We used cattle panels for some smaller 'runs'. Wooden posts where two panels would meet, no overlap, used staples to fasten to wood posts. T posts in between, minimum of 8' apart, 4' even better if fencing smaller spaces or containing more, or young, fractious horses. We had lots of those wire 'fence holders' that had come with net wire fencing, so my husband used those to attach the panels to the T posts. I prefer to rest the panels on the ground…recommend NEVER leaving a halter on a horse fenced behind panels; had a mini try to reach for a blade of grass, get halter hung on slightly projecting 'rod' of cattle panel--when I'd just let him in the run for a few moments while I did something else(I do NOT leave halters on 'turned loose' horses unless I am right there, and it's only momentary!)

Agree w/ Carolyn R. on 'caps', esp. if the T post projects ANY AT ALL above the panel.

Recommend burying wood posts DEEP, and setting in cement. Ground 'heave' due to temp. variations, in certain kinds of soil, can cause your posts to lean/loosen, otherwise. Pound T posts deep for the same reasons!

Margo


----------



## candycar (Nov 14, 2013)

Thanks All!






I have a good idea now of what I need to do. I'll take a little from each "way" and apply it in a way that makes sense for my situation.


----------



## Marty (Nov 14, 2013)

I have a round pen made with them and guess what? NO posts at all. Its free standing and hasn't budged an inch in years.

We used zip ties and about those edges.......I really should get you a picture. I took an old hose that was full of holes and I entertwinded it in and out of the fencing about half way up so they could see it better. Then for the other rough edges where it also serves as the gate part, I took neon orange duct tape and "sewed" it in and out covering all the bad edges. Sounds so dumb and half axx but it really works well.


----------



## Magic Marker Minis (Nov 14, 2013)

Marty, how many cattle panels did you use to make your round pen? I've thought about making a round pen from the panels... One time I even had an excel spreadsheet formulated for 40, 50, 60 foot round pens using cattle panels, shipping pallets, and the 12' fence panels... I used pi to calculate the diameter and number of each... (probably just as well re-create the spreadsheet...)

I LOVE cattle panels. I use them for everything. I make hoop houses from them for shelter, I've used them to enclose a big round bale, and, of course, for fencing... I guess we've been lucky with our horses, though.
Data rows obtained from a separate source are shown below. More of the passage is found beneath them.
//! Display-list renderer: hexagon paths in draw order.

use crate::renderer::{RenderContext, RenderResult, Renderer, RendererError};
use hexpaint_core::{CellIndex, HexGrid, Rgb};
use kurbo::{Affine, BezPath, Point, Rect};
use peniko::Color;

/// What a scene item draws.
#[derive(Debug, Clone, Copy, PartialEq)]
pub enum ItemKind {
    /// Hexagon outline.
    Outline,
    /// Filled painted cell.
    Painted(Rgb),
    /// Filled provisional line cell.
    Preview,
}

/// One path to stroke or fill, in world coordinates.
#[derive(Debug, Clone)]
pub struct SceneItem {
    pub cell: CellIndex,
    pub kind: ItemKind,
    pub path: BezPath,
    pub color: Color,
}

/// A built frame.
#[derive(Debug, Clone)]
pub struct Scene {
    /// World to viewport pixels.
    pub transform: Affine,
    /// Visible world region.
    pub view_bounds: Rect,
    pub background: Color,
    /// Items back to front: outlines, painted fills, preview fills.
    pub items: Vec<SceneItem>,
}

impl Scene {
    pub fn count(&self, pred: impl Fn(&ItemKind) -> bool) -> usize {
        self.items.iter().filter(|item| pred(&item.kind)).count()
    }
}

fn hexagon_path(vertices: &[Point; 6]) -> BezPath {
    let mut path = BezPath::new();
    path.move_to(vertices[0]);
    for v in &vertices[1..] {
        path.line_to(*v);
    }
    path.close_path();
    path
}

/// Whether any part of the cell's circumscribed square is visible.
fn is_visible(grid: &HexGrid, cell: CellIndex, view: Rect) -> bool {
    grid.center_of(cell).is_some_and(|c| {
        let r = grid.radius();
        let bounds = Rect::new(c.x - r, c.y - r, c.x + r, c.y + r);
        !bounds.intersect(view).is_zero_area()
    })
}

/// Renderer that records a [`Scene`] instead of drawing.
#[derive(Debug, Default)]
pub struct SceneRenderer {
    scene: Option<Scene>,
    frames: u64,
}

impl SceneRenderer {
    pub fn new() -> Self {
        Self::default()
    }

    /// The most recently built scene.
    pub fn scene(&self) -> RenderResult<&Scene> {
        self.scene.as_ref().ok_or(RendererError::NoScene)
    }

    /// Number of frames built so far.
    pub fn frames(&self) -> u64 {
        self.frames
    }
}

impl Renderer for SceneRenderer {
    fn build_scene(&mut self, ctx: &RenderContext) -> RenderResult<()> {
        ctx.validate()?;

        let editor = ctx.editor;
        let grid = editor.grid();
        let camera = editor.camera();
        let view = camera.view_bounds();
        let size = ctx.viewport_size;
        let transform = Affine::translate((size.width / 2.0, size.height / 2.0))
            * Affine::scale_non_uniform(size.width / 2.0, -size.height / 2.0)
            * camera.transform();

        let mut items = Vec::new();
        let mut push = |cell: CellIndex, kind: ItemKind, color: Color| {
            if !is_visible(grid, cell, view) {
                return;
            }
            if let Some(vertices) = grid.hexagon_vertices(cell) {
                items.push(SceneItem {
                    cell,
                    kind,
                    path: hexagon_path(&vertices),
                    color,
                });
            }
        };

        if ctx.show_grid {
            for (cell, _) in grid.iter() {
                push(cell, ItemKind::Outline, ctx.palette.grid);
            }
        }
        for (cell, color) in grid.painted() {
            push(cell, ItemKind::Painted(color), ctx.palette.paint(color));
        }
        for &cell in editor.preview() {
            push(cell, ItemKind::Preview, ctx.palette.preview);
        }

        self.frames += 1;
        log::debug!("Built frame {} with {} items", self.frames, items.len());
        self.scene = Some(Scene {
            transform,
            view_bounds: view,
            background: self.background_color(ctx),
            items,
        });
        Ok(())
    }
}

#[cfg(test)]
mod tests {
    use super::*;
    use hexpaint_core::{EditorInput, EditorState, PointerEvent, ToolKind};
    use std::time::Duration;

    fn press(editor: &mut EditorState, row: usize, col: usize, ms: u64) -> Point {
        let center = editor.grid().center_of(CellIndex::new(row, col)).unwrap();
        let position = editor.camera().world_to_screen(center, editor.viewport());
        editor.handle(EditorInput::Pointer(PointerEvent::Down {
            position,
            time: Duration::from_millis(ms),
        }));
        position
    }

    #[test]
    fn test_no_scene_before_build() {
        let renderer = SceneRenderer::new();
        assert!(matches!(renderer.scene(), Err(RendererError::NoScene)));
    }

    #[test]
    fn test_blank_grid_has_only_outlines() {
        let editor = EditorState::default();
        let mut renderer = SceneRenderer::new();
        renderer.build_scene(&RenderContext::new(&editor)).unwrap();

        let scene = renderer.scene().unwrap();
        assert_eq!(scene.items.len(), 900);
        assert_eq!(scene.count(|k| *k == ItemKind::Outline), 900);
        assert_eq!(renderer.frames(), 1);
    }

    #[test]
    fn test_painted_and_preview_items() {
        let mut editor = EditorState::default();
        let position = press(&mut editor, 5, 5, 0);
        editor.handle(EditorInput::Pointer(PointerEvent::Up {
            position,
            time: Duration::from_millis(1),
        }));

        editor.handle(EditorInput::SelectTool(ToolKind::Line));
        press(&mut editor, 0, 0, 10);
        let end = editor.grid().center_of(CellIndex::new(0, 4)).unwrap();
        let position = editor.camera().world_to_screen(end, editor.viewport());
        editor.handle(EditorInput::Pointer(PointerEvent::Move {
            position,
            time: Duration::from_millis(20),
        }));

        let mut renderer = SceneRenderer::new();
        renderer
            .build_scene(&RenderContext::new(&editor).with_grid(false))
            .unwrap();
        let scene = renderer.scene().unwrap();

        assert_eq!(scene.count(|k| *k == ItemKind::Outline), 0);
        assert_eq!(scene.count(|k| matches!(k, ItemKind::Painted(_))), 1);
        assert_eq!(scene.count(|k| *k == ItemKind::Preview), editor.preview().len());
        // Preview is drawn last.
        assert_eq!(scene.items.last().map(|i| i.kind), Some(ItemKind::Preview));
    }

    #[test]
    fn test_zoomed_scene_culls_offscreen_cells() {
        let mut editor = EditorState::default();
        editor.handle(EditorInput::SelectTool(ToolKind::Zoom));
        press(&mut editor, 15, 15, 0);

        let mut renderer = SceneRenderer::new();
        renderer.build_scene(&RenderContext::new(&editor)).unwrap();
        let scene = renderer.scene().unwrap();
        assert!(scene.items.len() < 900);
        assert!(scene.items.iter().any(|i| i.cell == CellIndex::new(15, 15)));
    }

    #[test]
    fn test_transform_maps_view_to_viewport() {
        let editor = EditorState::default();
        let mut renderer = SceneRenderer::new();
        renderer.build_scene(&RenderContext::new(&editor)).unwrap();
        let scene = renderer.scene().unwrap();

        let top_left = scene.transform * Point::new(-1.0, 1.0);
        assert!(top_left.x.abs() < 1e-9);
        assert!(top_left.y.abs() < 1e-9);
        let bottom_right = scene.transform * Point::new(1.0, -1.0);
        assert!((bottom_right.x - 512.0).abs() < 1e-9);
        assert!((bottom_right.y - 512.0).abs() < 1e-9);
    }
}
None of them have every been able to push them over or go through them.

I even had a big horse colt and a big horse filly each in a 16 square foot enclosed area with just a t-post at each corner...

Now, the goats... that's a different story. You really do have to use t-posts every 8 feet for those %^*())_ creatures! lol!

Kari


----------



## rabbitsfizz (Nov 15, 2013)

But.....but....how do you get into the pen Marty???


----------



## paintponylvr (Nov 15, 2013)

Yes, Marty, pictures are in order! I'd love to see how you did all that.
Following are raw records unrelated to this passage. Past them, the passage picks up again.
//! Script replay and text output.

use hexpaint_core::{CellIndex, ConfigError, EditorConfig, EditorInput, EditorState};
use hexpaint_render::{RenderContext, Renderer, RendererError, SceneRenderer};
use std::collections::HashSet;
use std::path::{Path, PathBuf};
use thiserror::Error;

const USAGE: &str = "usage: hexpaint [--config <config.json>] <script.json>";

/// Application errors.
#[derive(Debug, Error)]
pub enum AppError {
    #[error("{0}\n{usage}", usage = USAGE)]
    Usage(String),
    #[error(transparent)]
    Config(#[from] ConfigError),
    #[error("Failed to read {}: {source}", path.display())]
    Io {
        path: PathBuf,
        source: std::io::Error,
    },
    #[error("Invalid script: {0}")]
    Script(#[from] serde_json::Error),
    #[error("Render failed: {0}")]
    Render(#[from] RendererError),
}

/// Command-line options.
#[derive(Debug, Clone, PartialEq, Eq)]
pub struct AppConfig {
    pub config_path: Option<PathBuf>,
    pub script_path: PathBuf,
}

impl AppConfig {
    pub fn from_args(args: impl IntoIterator<Item = String>) -> Result<Self, AppError> {
        let mut config_path = None;
        let mut script_path = None;
        let mut args = args.into_iter();

        while let Some(arg) = args.next() {
            match arg.as_str() {
                "--config" | "-c" => {
                    let path = args
                        .next()
                        .ok_or_else(|| AppError::Usage("--config needs a path".to_string()))?;
                    config_path = Some(PathBuf::from(path));
                }
                flag if flag.starts_with('-') => {
                    return Err(AppError::Usage(format!("unknown option {}", flag)));
                }
                _ if script_path.is_some() => {
                    return Err(AppError::Usage("only one script may be given".to_string()));
                }
                _ => script_path = Some(PathBuf::from(&arg)),
            }
        }

        let script_path = script_path.ok_or_else(|| AppError::Usage("missing script".to_string()))?;
        Ok(Self {
            config_path,
            script_path,
        })
    }
}

/// Counters from one script replay.
#[derive(Debug, Clone, Copy, Default, PartialEq, Eq)]
pub struct RunSummary {
    pub inputs: usize,
    pub redraws: usize,
}

/// Editor plus the renderer it drives.
pub struct App {
    editor: EditorState,
    renderer: SceneRenderer,
}

impl App {
    pub fn new(config: &EditorConfig) -> Self {
        Self {
            editor: EditorState::new(config),
            renderer: SceneRenderer::new(),
        }
    }

    pub fn editor(&self) -> &EditorState {
        &self.editor
    }

    pub fn renderer(&self) -> &SceneRenderer {
        &self.renderer
    }

    /// Feed inputs to the editor, rebuilding the scene whenever it asks.
    pub fn replay(
        &mut self,
        inputs: impl IntoIterator<Item = EditorInput>,
    ) -> Result<RunSummary, AppError> {
        let mut summary = RunSummary::default();
        for input in inputs {
            summary.inputs += 1;
            if self.editor.handle(input).redraw {
                self.renderer.build_scene(&RenderContext::new(&self.editor))?;
                summary.redraws += 1;
            }
        }
        Ok(summary)
    }

    /// One line per lattice column: `.` empty, `#` painted, `o` line preview.
    pub fn render_text(&self) -> String {
        let grid = self.editor.grid();
        let preview: HashSet<CellIndex> = self.editor.preview().iter().copied().collect();
        let mut out = String::with_capacity((grid.rows() + 1) * grid.cols());
        for col in 0..grid.cols() {
            for row in 0..grid.rows() {
                let cell = CellIndex::new(row, col);
                out.push(if preview.contains(&cell) {
                    'o'
                } else if grid.state(cell).is_painted() {
                    '#'
                } else {
                    '.'
                });
            }
            out.push('\n');
        }
        out
    }
}

fn read(path: &Path) -> Result<String, AppError> {
    std::fs::read_to_string(path).map_err(|source| AppError::Io {
        path: path.to_path_buf(),
        source,
    })
}

/// Parse a JSON array of editor inputs.
pub fn parse_script(json: &str) -> Result<Vec<EditorInput>, AppError> {
    Ok(serde_json::from_str(json)?)
}

/// Load config and script, replay, and print the final lattice.
pub fn run(config: AppConfig) -> Result<(), AppError> {
    let editor_config = match &config.config_path {
        Some(path) => EditorConfig::load(path)?,
        None => EditorConfig::default(),
    };
    let inputs = parse_script(&read(&config.script_path)?)?;
    log::info!(
        "Replaying {} inputs from {}",
        inputs.len(),
        config.script_path.display()
    );

    let mut app = App::new(&editor_config);
    let summary = app.replay(inputs)?;
    log::info!(
        "Replayed {} inputs, {} redraws, {} undoable operations",
        summary.inputs,
        summary.redraws,
        app.editor().history().len()
    );

    print!("{}", app.render_text());
    println!(
        "painted: {}  tool: {}  zoomed: {}",
        app.editor().grid().painted_count(),
        app.editor().current_tool().name(),
        app.editor().camera().zoomed_in
    );
    Ok(())
}

#[cfg(test)]
mod tests {
    use super::*;
    use hexpaint_core::{KeyEvent, Modifiers, PointerEvent, ToolKind};
    use kurbo::Point;
    use std::io::Write;
    use std::time::Duration;

    fn args(list: &[&str]) -> Vec<String> {
        list.iter().map(|s| s.to_string()).collect()
    }

    fn screen(app: &App, row: usize, col: usize) -> Point {
        let editor = app.editor();
        let center = editor.grid().center_of(CellIndex::new(row, col)).unwrap();
        editor.camera().world_to_screen(center, editor.viewport())
    }

    #[test]
    fn test_parse_args() {
        let config = AppConfig::from_args(args(&["--config", "c.json", "s.json"])).unwrap();
        assert_eq!(config.config_path, Some(PathBuf::from("c.json")));
        assert_eq!(config.script_path, PathBuf::from("s.json"));

        assert!(matches!(AppConfig::from_args(args(&[])), Err(AppError::Usage(_))));
        assert!(matches!(
            AppConfig::from_args(args(&["--config"])),
            Err(AppError::Usage(_))
        ));
        assert!(matches!(
            AppConfig::from_args(args(&["--verbose", "s.json"])),
            Err(AppError::Usage(_))
        ));
        assert!(matches!(
            AppConfig::from_args(args(&["a.json", "b.json"])),
            Err(AppError::Usage(_))
        ));
    }

    #[test]
    fn test_replay_paints_and_redraws() {
        let mut app = App::new(&EditorConfig::default());
        let position = screen(&app, 0, 0);
        let summary = app
            .replay([
                EditorInput::Pointer(PointerEvent::Down {
                    position,
                    time: Duration::ZERO,
                }),
                EditorInput::Pointer(PointerEvent::Up {
                    position,
                    time: Duration::from_millis(1),
                }),
            ])
            .unwrap();

        assert_eq!(summary, RunSummary { inputs: 2, redraws: 1 });
        assert_eq!(app.renderer().frames(), 1);
        assert!(app.render_text().starts_with('#'));
    }

    #[test]
    fn test_render_text_shows_preview() {
        let mut app = App::new(&EditorConfig::default());
        let (start, end) = (screen(&app, 0, 0), screen(&app, 0, 3));
        app.replay([
            EditorInput::SelectTool(ToolKind::Line),
            EditorInput::Pointer(PointerEvent::Down {
                position: start,
                time: Duration::ZERO,
            }),
            EditorInput::Pointer(PointerEvent::Move {
                position: end,
                time: Duration::from_millis(1),
            }),
        ])
        .unwrap();

        let text = app.render_text();
        let lines: Vec<&str> = text.lines().collect();
        assert_eq!(lines.len(), 30);
        for line in &lines[..4] {
            assert!(line.starts_with('o'));
        }
    }

    #[test]
    fn test_script_roundtrip_through_json() {
        let inputs = vec![
            EditorInput::SetBrushChannels([0, 255, 0]),
            EditorInput::Key(KeyEvent::Pressed {
                key: "z".to_string(),
                modifiers: Modifiers::CTRL,
            }),
        ];
        let json = serde_json::to_string(&inputs).unwrap();
        assert_eq!(parse_script(&json).unwrap(), inputs);
        assert!(matches!(parse_script("{"), Err(AppError::Script(_))));
    }

    #[test]
    fn test_run_from_files() {
        let mut script = tempfile::NamedTempFile::new().unwrap();
        write!(
            script,
            r#"[
                {{ "SelectTool": "Eraser" }},
                {{ "Key": {{ "Pressed": {{ "key": "z", "modifiers": {{ "ctrl": true }} }} }} }}
            ]"#
        )
        .unwrap();
        let mut config = tempfile::NamedTempFile::new().unwrap();
        write!(config, r#"{{ "grid": {{ "rows": 4, "cols": 4 }} }}"#).unwrap();

        let result = run(AppConfig {
            config_path: Some(config.path().to_path_buf()),
            script_path: script.path().to_path_buf(),
        });
        assert!(result.is_ok());

        let missing = run(AppConfig {
            config_path: None,
            script_path: PathBuf::from("/nonexistent/script.json"),
        });
        assert!(matches!(missing, Err(AppError::Io { .. })));
    }
}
I have used t-posts on our round pen for various reasons - the main one being that the round pen has never been used as "just a round pen" and has always been inside a pasture full of horses. Also, I learned many years ago that I don't like dragging the end of a 16' panel out and back to use like a gate. I have used the Wedge-Loc system to hang metal gates on T-posts, but the last couple of times I went looking for them, they weren't available. So I have always hung the round pen gate on a wooden post.

Right now, 2x daily, the inside of the round pen holds the buckets of 9 minis & ponies - attached to the posts, not the panels. I don't have a lot of time in the morning - if they don't go in the round pen to be tied - the gate gets shut and the ones inside, caught and tied up - EAT. Doesn't take too long - even my most stubborn ones like to eat. I have 2 in the round pen pasture (jr mares) and several in the boys pasture (they change out) that "play games". If I have one or two in that don't get caught in the open pastures - the rest get turned loose, made up feed gets saved for next feeding (easier in the winter than in the summer - doesn't spoil) and I continue on my feeding schedule. Usually, even the "wildest hair" in the group will skip no more than 3 feedings before they either come up to me to be caught or they are standing at their bucket as I go down the line to tie them! The round pen gate gets opened and they all get turned loose (run around to each pasture and paddock to turn everyone loose) before I run into the house for my shower before heading to work. Each pasture has from 4 to 12 horses in it that get tied up to eat. I have it down pat - can check, catch and feed 37 head in 45 minutes. Add 30 minutes to fill 5 100 gallon water tanks, feed the chickens and ducks and reset all 37 buckets up with that evenings' feed. On later mornings, I can also play with some - picking up feet, running a curry over them, just loving on the sucklings and weanlings - or practice lead away from mum while the rest eat....

I love my cattle panels. I plan on making some shelters here soon with some to see how that works. Maybe can get some more this weekend - before we get more bad weather (freezing rain and sleet the other night - it's still below freezing right now...).


----------



## ohmt (Nov 15, 2013)

Round pen from cattle panels-halve your diameter and measure some twine to match. Tie it to a stick and put that stick where you'd like the center to be. Tie another stick at the other end, make it taut and then use that stick to trace the circumference. We'd bring over panels and lay them out. My GPA would cut the end if it was too long.

Please make sure either mesh fencing or something else is used on the bottom half of all your cattle panels. We have had horses climb over it only to break their hind leg in 2 places, and another stallion got his front legs hung though and stuck one night. By morning he had dislocated both shoulder and tore every ligament. Vet couldn't get his shoulders to stay in their sockets so we gelded him and let cartilage fill it in. He doesn't have the shoulder mobility he should and he looks a little funny, but over 10 years later and he is still running our this place (he's our weanling babysitter). Anyway-cattle panels have cost us huge in vet bills. Get the mesh fencing!


----------



## Marty (Nov 16, 2013)

I shall get pictures for you guys in the morning OK?

I got the round pen in the pasture easy, Drug in the panels and set it up in there.

Law of physics says its not going anywhere and it never moves.


----------



## misty'smom (Nov 16, 2013)

This is my fence, posts are every eight feet. There is wire mesh on the inside from the ground up to the top rail. My gates are the heavy metal that swing open. I have 2 8 foot gaits so I can get a truck in for hay delivery or to empty my manure bins and then a 6 foot gait.


----------